__Required action__.
Scan the material below and count each line with the string "inner". Reply with the count alone.

□ □ □

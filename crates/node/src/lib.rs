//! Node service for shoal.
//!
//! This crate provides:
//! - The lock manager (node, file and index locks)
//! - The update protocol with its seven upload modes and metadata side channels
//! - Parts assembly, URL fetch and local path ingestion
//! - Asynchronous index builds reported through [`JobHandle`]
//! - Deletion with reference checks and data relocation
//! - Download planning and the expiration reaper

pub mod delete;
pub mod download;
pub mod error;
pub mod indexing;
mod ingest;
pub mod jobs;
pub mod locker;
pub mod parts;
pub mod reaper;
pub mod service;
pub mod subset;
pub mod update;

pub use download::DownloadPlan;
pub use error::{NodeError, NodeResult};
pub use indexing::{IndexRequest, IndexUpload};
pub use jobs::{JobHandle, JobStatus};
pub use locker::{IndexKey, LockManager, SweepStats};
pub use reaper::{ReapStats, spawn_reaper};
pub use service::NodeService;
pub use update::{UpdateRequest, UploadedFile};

□ □ □

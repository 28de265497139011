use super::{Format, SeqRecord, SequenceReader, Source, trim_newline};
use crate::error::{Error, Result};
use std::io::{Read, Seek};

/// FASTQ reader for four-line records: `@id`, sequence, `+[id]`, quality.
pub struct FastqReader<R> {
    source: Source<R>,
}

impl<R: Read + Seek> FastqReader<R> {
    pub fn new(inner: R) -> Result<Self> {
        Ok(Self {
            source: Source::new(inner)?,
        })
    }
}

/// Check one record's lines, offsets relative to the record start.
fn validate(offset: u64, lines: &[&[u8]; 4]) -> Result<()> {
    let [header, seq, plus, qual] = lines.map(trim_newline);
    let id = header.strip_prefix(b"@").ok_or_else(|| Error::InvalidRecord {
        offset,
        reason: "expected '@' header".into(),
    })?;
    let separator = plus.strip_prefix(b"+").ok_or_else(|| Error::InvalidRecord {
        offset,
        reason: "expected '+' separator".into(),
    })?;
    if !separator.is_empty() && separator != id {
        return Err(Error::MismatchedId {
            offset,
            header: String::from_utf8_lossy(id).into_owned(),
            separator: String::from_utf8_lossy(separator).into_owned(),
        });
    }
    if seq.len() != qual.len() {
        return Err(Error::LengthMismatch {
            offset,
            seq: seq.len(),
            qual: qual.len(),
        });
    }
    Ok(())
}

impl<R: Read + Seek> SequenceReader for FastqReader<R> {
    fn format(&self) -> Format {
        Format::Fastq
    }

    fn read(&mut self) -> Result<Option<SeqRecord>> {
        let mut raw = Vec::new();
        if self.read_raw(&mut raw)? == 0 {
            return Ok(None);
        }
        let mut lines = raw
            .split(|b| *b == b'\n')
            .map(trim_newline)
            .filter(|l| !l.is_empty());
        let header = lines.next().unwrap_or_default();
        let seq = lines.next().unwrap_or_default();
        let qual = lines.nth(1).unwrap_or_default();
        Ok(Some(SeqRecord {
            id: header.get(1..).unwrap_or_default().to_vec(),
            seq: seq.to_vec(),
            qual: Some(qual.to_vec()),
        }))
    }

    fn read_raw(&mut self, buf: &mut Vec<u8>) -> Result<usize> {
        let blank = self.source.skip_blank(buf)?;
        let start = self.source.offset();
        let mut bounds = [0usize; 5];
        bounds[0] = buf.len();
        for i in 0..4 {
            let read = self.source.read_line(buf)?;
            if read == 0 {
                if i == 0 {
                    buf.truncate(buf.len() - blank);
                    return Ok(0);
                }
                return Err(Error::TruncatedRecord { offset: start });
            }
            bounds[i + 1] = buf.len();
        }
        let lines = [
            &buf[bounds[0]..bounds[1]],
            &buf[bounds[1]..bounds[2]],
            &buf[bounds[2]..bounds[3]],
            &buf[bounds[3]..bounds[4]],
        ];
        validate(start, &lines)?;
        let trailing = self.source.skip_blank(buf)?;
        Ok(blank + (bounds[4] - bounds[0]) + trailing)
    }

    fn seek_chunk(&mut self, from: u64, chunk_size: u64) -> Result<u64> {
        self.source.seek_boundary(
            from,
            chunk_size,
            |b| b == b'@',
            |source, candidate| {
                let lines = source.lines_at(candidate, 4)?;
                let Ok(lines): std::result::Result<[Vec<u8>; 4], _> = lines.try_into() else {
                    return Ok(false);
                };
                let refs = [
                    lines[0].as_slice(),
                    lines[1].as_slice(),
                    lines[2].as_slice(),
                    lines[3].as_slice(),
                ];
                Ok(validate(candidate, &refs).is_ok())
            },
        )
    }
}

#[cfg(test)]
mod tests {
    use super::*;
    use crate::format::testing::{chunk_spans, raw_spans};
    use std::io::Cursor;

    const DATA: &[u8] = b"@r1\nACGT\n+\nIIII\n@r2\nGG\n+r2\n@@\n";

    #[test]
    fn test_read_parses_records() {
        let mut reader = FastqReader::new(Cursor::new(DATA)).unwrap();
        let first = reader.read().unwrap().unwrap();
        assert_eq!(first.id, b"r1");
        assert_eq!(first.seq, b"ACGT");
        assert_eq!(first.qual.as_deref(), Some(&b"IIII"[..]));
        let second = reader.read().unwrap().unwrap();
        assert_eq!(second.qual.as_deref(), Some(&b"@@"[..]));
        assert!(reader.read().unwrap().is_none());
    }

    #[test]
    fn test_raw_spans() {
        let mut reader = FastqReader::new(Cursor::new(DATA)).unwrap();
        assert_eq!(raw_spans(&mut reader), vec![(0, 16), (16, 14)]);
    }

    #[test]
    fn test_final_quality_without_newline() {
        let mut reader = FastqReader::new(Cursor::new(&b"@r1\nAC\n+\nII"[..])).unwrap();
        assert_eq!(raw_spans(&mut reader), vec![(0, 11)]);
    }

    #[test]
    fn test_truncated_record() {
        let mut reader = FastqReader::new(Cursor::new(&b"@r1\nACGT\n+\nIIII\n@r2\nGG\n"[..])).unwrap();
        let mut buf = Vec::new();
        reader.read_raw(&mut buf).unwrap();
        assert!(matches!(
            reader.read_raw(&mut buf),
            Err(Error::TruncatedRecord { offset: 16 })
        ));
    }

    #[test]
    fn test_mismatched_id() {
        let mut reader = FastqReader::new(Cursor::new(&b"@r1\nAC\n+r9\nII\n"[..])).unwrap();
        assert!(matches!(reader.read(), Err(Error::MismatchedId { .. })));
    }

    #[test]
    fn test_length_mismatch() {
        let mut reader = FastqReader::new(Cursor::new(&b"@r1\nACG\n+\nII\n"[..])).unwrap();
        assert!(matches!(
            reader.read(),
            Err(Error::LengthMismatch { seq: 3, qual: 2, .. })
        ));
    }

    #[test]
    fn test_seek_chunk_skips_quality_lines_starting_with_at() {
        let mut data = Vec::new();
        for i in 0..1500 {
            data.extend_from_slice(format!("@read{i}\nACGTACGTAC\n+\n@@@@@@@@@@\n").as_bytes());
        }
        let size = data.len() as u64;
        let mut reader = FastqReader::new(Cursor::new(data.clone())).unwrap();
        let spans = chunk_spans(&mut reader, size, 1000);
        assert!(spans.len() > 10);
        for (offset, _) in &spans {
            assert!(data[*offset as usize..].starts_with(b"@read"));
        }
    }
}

□ □ □

__Answer to this task__.
2